Records from a data collection
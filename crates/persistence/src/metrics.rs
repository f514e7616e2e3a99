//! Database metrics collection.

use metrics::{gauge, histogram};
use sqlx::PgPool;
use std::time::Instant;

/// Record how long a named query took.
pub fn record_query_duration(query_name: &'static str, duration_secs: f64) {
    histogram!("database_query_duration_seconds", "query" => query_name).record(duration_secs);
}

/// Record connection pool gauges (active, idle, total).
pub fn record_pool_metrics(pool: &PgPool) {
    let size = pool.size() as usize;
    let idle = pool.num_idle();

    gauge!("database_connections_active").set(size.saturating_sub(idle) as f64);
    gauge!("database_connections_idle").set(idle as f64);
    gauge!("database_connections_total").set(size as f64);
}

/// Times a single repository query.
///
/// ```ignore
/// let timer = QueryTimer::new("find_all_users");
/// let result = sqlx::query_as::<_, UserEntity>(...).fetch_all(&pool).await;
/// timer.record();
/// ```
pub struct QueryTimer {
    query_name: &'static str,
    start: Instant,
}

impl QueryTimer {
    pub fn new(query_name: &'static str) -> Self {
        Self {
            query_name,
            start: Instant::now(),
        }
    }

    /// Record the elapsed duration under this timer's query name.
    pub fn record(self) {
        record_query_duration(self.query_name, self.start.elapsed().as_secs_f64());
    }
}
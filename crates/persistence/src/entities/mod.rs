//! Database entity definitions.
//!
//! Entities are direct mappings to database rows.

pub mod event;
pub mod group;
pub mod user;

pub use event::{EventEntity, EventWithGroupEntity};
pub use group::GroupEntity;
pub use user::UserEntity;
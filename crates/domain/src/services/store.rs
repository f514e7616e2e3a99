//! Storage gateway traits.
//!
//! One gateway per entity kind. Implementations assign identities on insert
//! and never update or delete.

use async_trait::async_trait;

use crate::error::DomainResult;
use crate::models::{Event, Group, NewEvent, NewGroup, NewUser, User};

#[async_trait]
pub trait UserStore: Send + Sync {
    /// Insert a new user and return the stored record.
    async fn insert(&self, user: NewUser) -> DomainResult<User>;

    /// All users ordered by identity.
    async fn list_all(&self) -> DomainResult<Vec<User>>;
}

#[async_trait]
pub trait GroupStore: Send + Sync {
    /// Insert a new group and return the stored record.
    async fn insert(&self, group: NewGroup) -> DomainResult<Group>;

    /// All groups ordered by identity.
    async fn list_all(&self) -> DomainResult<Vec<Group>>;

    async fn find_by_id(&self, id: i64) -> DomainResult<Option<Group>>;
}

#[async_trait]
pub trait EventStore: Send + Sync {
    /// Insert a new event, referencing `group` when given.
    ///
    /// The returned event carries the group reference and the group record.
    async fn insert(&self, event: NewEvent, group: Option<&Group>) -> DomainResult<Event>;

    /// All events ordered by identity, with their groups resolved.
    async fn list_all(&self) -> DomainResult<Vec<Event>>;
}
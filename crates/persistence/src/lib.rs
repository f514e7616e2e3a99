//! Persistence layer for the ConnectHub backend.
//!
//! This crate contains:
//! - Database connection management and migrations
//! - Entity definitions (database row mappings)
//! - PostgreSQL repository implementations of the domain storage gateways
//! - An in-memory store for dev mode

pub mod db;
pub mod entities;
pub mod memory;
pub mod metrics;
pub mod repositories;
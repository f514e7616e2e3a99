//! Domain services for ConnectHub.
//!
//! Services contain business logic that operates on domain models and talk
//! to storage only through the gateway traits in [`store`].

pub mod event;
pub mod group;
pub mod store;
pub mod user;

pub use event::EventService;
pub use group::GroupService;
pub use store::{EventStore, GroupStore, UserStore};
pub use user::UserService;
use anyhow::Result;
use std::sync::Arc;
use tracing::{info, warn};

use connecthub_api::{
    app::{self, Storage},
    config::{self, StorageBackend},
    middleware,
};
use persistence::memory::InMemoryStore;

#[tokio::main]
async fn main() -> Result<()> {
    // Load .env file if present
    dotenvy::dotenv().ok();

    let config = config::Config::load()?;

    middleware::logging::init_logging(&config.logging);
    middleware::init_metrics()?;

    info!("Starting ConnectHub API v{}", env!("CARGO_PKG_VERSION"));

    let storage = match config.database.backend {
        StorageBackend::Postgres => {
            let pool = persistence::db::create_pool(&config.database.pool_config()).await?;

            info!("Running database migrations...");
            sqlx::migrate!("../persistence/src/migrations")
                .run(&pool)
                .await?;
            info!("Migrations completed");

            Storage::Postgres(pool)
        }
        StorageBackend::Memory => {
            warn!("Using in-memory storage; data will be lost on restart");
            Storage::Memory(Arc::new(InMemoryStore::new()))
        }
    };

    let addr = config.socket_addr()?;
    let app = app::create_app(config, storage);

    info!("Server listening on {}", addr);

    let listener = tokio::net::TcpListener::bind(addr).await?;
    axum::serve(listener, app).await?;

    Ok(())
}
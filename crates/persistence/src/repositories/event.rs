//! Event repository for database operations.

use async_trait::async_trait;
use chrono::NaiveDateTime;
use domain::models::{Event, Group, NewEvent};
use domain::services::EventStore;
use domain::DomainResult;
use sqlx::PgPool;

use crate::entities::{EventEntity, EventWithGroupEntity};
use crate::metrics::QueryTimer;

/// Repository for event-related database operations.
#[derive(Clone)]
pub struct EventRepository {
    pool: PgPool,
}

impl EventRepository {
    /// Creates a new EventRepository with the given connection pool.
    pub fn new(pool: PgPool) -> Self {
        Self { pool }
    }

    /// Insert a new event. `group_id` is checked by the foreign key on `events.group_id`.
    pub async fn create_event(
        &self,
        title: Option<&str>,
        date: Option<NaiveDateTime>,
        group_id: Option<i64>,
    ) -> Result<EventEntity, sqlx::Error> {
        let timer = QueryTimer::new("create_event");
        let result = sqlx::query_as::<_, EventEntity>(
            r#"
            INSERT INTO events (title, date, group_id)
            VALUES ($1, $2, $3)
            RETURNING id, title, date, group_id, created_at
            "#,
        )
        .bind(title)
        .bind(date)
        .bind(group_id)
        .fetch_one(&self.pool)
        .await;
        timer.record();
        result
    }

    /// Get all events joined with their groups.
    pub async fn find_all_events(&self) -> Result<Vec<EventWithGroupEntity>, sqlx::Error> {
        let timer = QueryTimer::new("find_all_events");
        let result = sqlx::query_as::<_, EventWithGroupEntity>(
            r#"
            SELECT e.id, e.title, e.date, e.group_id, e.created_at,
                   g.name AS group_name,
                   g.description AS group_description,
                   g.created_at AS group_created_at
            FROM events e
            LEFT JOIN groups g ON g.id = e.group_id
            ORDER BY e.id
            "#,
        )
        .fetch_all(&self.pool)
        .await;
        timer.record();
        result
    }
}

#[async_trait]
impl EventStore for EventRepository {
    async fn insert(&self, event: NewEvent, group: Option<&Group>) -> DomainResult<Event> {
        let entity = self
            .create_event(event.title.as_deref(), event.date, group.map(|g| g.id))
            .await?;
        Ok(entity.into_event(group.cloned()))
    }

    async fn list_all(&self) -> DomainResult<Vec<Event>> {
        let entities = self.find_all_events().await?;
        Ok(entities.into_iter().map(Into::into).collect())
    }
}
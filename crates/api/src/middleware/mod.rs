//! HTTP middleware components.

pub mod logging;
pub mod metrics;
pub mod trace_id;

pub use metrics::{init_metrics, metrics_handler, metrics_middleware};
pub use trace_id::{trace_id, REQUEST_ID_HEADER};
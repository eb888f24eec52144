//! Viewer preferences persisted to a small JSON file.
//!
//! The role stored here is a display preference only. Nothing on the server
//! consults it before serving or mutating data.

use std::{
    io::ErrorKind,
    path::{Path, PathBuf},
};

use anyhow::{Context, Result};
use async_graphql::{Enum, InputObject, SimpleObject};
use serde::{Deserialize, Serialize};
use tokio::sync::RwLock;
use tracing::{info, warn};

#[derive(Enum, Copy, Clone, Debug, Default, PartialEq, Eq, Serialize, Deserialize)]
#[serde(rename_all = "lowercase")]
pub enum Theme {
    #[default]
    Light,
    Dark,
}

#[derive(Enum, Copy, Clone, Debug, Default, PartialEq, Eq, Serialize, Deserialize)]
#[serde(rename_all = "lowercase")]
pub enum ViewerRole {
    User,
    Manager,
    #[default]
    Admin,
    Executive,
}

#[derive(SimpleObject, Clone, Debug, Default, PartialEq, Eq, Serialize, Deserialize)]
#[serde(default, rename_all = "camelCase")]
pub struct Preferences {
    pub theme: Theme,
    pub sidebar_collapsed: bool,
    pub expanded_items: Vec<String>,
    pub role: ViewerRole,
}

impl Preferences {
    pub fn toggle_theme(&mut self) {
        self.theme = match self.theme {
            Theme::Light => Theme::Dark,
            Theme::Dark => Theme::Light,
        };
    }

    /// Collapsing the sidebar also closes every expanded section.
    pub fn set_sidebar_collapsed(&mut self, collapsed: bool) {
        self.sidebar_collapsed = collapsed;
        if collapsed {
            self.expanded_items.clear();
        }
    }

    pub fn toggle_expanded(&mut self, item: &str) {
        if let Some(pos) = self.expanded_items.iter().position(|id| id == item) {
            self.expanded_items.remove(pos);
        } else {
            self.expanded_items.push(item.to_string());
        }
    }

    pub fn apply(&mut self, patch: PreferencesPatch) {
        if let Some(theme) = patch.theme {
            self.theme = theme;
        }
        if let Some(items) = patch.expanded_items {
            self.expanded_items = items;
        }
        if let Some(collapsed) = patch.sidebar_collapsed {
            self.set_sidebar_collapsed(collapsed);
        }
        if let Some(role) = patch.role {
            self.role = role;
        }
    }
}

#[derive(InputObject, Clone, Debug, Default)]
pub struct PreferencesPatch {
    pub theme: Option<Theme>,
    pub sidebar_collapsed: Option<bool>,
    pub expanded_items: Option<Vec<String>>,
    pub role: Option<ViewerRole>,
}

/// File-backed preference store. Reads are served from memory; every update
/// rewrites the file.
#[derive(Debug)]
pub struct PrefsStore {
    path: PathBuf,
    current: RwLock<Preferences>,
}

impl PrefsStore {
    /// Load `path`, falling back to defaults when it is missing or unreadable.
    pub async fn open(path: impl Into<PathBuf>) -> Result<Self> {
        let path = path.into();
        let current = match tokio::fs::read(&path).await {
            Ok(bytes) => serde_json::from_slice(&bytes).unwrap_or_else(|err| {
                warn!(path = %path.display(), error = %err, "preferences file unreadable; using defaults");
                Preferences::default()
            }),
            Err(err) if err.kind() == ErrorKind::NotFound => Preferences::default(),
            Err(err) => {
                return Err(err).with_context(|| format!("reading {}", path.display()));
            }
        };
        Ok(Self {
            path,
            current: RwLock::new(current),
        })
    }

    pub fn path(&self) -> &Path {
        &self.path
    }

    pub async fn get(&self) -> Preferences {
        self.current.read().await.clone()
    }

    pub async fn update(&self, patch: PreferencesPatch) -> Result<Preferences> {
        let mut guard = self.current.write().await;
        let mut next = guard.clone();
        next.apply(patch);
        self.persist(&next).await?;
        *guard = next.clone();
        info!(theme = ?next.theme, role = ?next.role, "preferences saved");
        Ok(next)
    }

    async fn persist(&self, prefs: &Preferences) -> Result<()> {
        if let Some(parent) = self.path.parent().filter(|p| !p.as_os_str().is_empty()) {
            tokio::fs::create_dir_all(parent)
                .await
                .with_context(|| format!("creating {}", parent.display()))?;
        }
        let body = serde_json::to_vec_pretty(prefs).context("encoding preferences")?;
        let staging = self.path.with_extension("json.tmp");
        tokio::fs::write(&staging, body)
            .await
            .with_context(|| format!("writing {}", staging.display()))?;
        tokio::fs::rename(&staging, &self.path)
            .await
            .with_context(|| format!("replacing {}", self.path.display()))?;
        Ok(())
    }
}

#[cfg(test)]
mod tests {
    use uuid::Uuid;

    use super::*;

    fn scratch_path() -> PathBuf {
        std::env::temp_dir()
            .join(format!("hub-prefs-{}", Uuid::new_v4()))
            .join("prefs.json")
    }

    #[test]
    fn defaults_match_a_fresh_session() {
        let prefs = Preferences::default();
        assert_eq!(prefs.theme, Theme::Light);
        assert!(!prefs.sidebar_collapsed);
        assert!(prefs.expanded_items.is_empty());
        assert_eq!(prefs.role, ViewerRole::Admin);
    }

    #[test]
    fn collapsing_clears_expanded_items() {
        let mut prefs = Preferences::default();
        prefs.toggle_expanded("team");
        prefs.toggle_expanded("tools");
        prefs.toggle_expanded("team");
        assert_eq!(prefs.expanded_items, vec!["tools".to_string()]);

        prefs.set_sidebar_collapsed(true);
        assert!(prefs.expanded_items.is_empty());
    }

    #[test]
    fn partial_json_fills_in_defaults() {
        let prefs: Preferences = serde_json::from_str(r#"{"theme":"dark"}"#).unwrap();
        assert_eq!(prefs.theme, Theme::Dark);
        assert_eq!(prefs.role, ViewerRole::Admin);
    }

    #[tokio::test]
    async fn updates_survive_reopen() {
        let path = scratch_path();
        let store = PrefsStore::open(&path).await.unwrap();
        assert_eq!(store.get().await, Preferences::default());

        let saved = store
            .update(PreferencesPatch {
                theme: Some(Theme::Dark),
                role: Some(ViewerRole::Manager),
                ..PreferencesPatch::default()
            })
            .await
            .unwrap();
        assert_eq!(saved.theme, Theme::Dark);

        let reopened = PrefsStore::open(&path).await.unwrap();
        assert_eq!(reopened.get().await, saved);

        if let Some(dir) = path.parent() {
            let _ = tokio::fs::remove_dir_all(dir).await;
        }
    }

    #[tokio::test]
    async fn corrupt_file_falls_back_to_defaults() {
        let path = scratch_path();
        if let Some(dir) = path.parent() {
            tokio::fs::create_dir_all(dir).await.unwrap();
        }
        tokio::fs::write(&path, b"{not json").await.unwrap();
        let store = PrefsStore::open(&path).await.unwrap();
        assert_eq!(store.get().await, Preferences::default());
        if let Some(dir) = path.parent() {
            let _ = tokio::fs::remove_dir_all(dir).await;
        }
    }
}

> WHAT NEEDS TO BE DONE
If a line above holds the word "derive", copy it.

> REPLY
#[derive(Clone)]
#[derive(Enum, Copy, Clone, Debug, Default, PartialEq, Eq, Serialize, Deserialize)]
#[derive(Enum, Copy, Clone, Debug, Default, PartialEq, Eq, Serialize, Deserialize)]
#[derive(SimpleObject, Clone, Debug, Default, PartialEq, Eq, Serialize, Deserialize)]
#[derive(InputObject, Clone, Debug, Default)]
#[derive(Debug)]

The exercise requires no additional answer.